These diners usually also have gyros served with cucumber or honey-mustard sauce, as well as hamburgers, sandwiches, breakfast, and dinner entrees. Most Coney Islands are open 24 hours and are a popular place to get a late or early coffee.

In Polish communities throughout the state, pączki can be found every year on Fat Tuesday (Mardi Gras) in a wide assortment of flavors including lemon, blueberry, prune, and custard. Pierogis, goulash, and Polish-style sausage are common specialties in many restaurants.

Fish fries are common on Fridays and during Lent, usually set up buffet-style with items including rolls, potatoes (typically in the form of french fries and mashed), salad, coleslaw, apple sauce, deep-fried fish, and sometimes fried shrimp and baked fish.

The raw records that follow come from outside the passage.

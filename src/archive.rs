// src/archive.rs
//! Keyword signatures of topics that were already covered.
//!
//! The index is built once at startup and never mutated during a run.

use anyhow::{anyhow, Context, Result};
use std::collections::BTreeSet;
use std::fs;
use std::path::Path;

use crate::keywords::KeywordExtractor;

/// Shared keywords needed before an archive entry counts as the same topic.
/// A single generic noun in common is not enough.
pub const DEFAULT_MIN_SHARED_KEYWORDS: usize = 2;

#[derive(Debug, Clone, PartialEq, Eq)]
pub struct ArchiveEntry {
    pub keywords: BTreeSet<String>,
}

impl ArchiveEntry {
    pub fn shared_with(&self, keywords: &BTreeSet<String>) -> usize {
        self.keywords.intersection(keywords).count()
    }
}

#[derive(Debug, Clone)]
pub struct ArchiveIndex {
    entries: Vec<ArchiveEntry>,
    min_shared: usize,
}

impl ArchiveIndex {
    /// Extract and cache the keyword set of every title.
    pub fn from_titles<I, S>(titles: I, extractor: &KeywordExtractor) -> Self
    where
        I: IntoIterator<Item = S>,
        S: AsRef<str>,
    {
        Self::from_keyword_sets(titles.into_iter().map(|t| extractor.extract(t.as_ref())))
    }

    pub fn from_keyword_sets<I>(sets: I) -> Self
    where
        I: IntoIterator<Item = BTreeSet<String>>,
    {
        Self {
            entries: sets
                .into_iter()
                .map(|keywords| ArchiveEntry { keywords })
                .collect(),
            min_shared: DEFAULT_MIN_SHARED_KEYWORDS,
        }
    }

    /// Override the overlap threshold (clamped to at least 1).
    pub fn with_min_shared(mut self, min_shared: usize) -> Self {
        self.min_shared = min_shared.max(1);
        self
    }

    pub fn min_shared(&self) -> usize {
        self.min_shared
    }

    pub fn len(&self) -> usize {
        self.entries.len()
    }

    pub fn is_empty(&self) -> bool {
        self.entries.is_empty()
    }

    /// First entry sharing at least `min_shared` keywords, if any.
    pub fn find_overlap(&self, keywords: &BTreeSet<String>) -> Option<&ArchiveEntry> {
        if keywords.is_empty() {
            return None;
        }
        self.entries
            .iter()
            .find(|e| e.shared_with(keywords) >= self.min_shared)
    }

    pub fn overlaps(&self, keywords: &BTreeSet<String>) -> bool {
        self.find_overlap(keywords).is_some()
    }
}

/// Load archive titles from a file. Supports TOML (`titles = [...]`) or a JSON array.
pub fn load_archive_titles_from(path: &Path) -> Result<Vec<String>> {
    let content = fs::read_to_string(path)
        .with_context(|| format!("reading archive titles from {}", path.display()))?;
    let ext = path
        .extension()
        .and_then(|s| s.to_str())
        .unwrap_or_default()
        .to_ascii_lowercase();
    parse_titles(&content, ext.as_str())
}

fn parse_titles(s: &str, hint_ext: &str) -> Result<Vec<String>> {
    let try_toml = hint_ext == "toml" || s.contains("titles");
    if try_toml {
        if let Ok(v) = parse_toml(s) {
            return Ok(v);
        }
    }
    if let Ok(v) = parse_json(s) {
        return Ok(v);
    }
    if !try_toml {
        if let Ok(v) = parse_toml(s) {
            return Ok(v);
        }
    }
    Err(anyhow!("unsupported archive format"))
}

fn parse_toml(s: &str) -> Result<Vec<String>> {
    #[derive(serde::Deserialize)]
    struct TomlArchive {
        titles: Vec<String>,
    }
    let v: TomlArchive = toml::from_str(s)?;
    Ok(clean_list(v.titles))
}

fn parse_json(s: &str) -> Result<Vec<String>> {
    let v: Vec<String> = serde_json::from_str(s)?;
    Ok(clean_list(v))
}

/// Trim, drop blanks, keep first occurrence order.
fn clean_list(items: Vec<String>) -> Vec<String> {
    let mut seen = BTreeSet::new();
    let mut out = Vec::with_capacity(items.len());
    for it in items {
        let t = it.trim();
        if !t.is_empty() && seen.insert(t.to_string()) {
            out.push(t.to_string());
        }
    }
    out
}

Fish is generally popular throughout the state due to the state's location on four of the Great Lakes. Trout, walleye, perch, and catfish are common. Whitefish is a regional specialty usually offered along the coast, with smoked whitefish and whitefish dip being noteworthy.

Cornish immigrant miners introduced the pasty to Michigan's Upper Peninsula (U.P.) as a convenient meal to take to work in the numerous copper, iron, silver, and nickel mines of that region. The pasty is today considered iconic of the U.P.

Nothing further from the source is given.